The newsletter of the ISBA’s Section on Tort Law
A strategy for dealing with medical providers who refuse to submit their bills to health insurance
Attorneys who represent plaintiffs in personal injury cases are all too familiar with the trend of hospitals, clinics, and other medical providers refusing to submit their bills and charges to their clients’ health insurance carriers, preferring, instead, to pursue liens against the clients’ recoveries under the Health Care Services Lien Act. In cases where they believe a tort recovery by the patient is likely, the medical providers are trying to avoid the often substantial discounts that are typically applied to their bills when they are submitted to health insurance carriers. But, there are a number of situations where the personal injury client may benefit more by having his or her medical expenses paid by health insurance rather than out of the tort recovery.
When faced with this situation, the following letter, or some variation of it, may be used in an attempt to induce the recalcitrant provider to comply with the demand to submit the client’s bills to his or her health insurance. While the legal theories expressed in the letter may have not been court tested, nearly all of the medical providers to whom it has been sent have complied with the demand within a short time.
This firm represents John Doe in connection with his personal injury claims arising from a vehicle collision on [date], in which he sustained serious injuries. He received treatment and was hospitalized at your facility for those injuries as a result of which you are claiming an amount due from Mr. Doe of $73,083.74.
At the time of the collision and Mr. Doe’s treatment at your facility, he was covered by a health or medical insurance policy issued by XYZ Insurance. Mr. Doe’s insurance coverage information was provided to you at the time of his admission and treatment. Your facility is, and at all relevant times has been, a preferred provider in the XYZ network. Mr.
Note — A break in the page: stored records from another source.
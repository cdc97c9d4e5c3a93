// File: ./src/client/mod.rs
pub mod core;
pub mod middleware;
pub mod redirect;

pub use crate::client::core::{DEFAULT_RELAY_URL, RelayClient, relay_url_for};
Doe had obtained this health insurance coverage precisely so that in the event he required medical care and treatment, the cost of such care and treatment would be paid or largely defrayed by his insurance.
In spite of the foregoing, ABC Hospital has thus far steadfastly refused to submit my client’s bills related to the vehicle collision to XYZ for payment, instead taking the position that the liability insurance policy covering the driver of the vehicle that collided with Mr. Doe is “primary” coverage, and that Mr. Doe’s health or medical insurance coverage is secondary. You have obviously taken this position to maximize your income by attempting to avoid the discounts (voluntarily negotiated and agreed to by your management in order to become a member of the XYZ Insurance provider network) that would be applied to your bills and charges if they are submitted to XYZ as one of its network providers. Apparently in the hope of collecting the entire amount of your charges at your full “rack rates”, ABC Hospital has instead claimed a lien upon my client’s claim for damages against the at fault driver that collided with him and his liability insurance carrier by serving a lien notice pursuant to the Illinois Health Care Services Lien Act.
In prior phone calls to you, I demanded that you submit my client’s charges to his health insurance carrier for payment. You have thus far refused to do so, citing your “policy” to regard the liability insurance as “primary” coverage. Some of the reasons you may want to change your position and comply with this demand include the following.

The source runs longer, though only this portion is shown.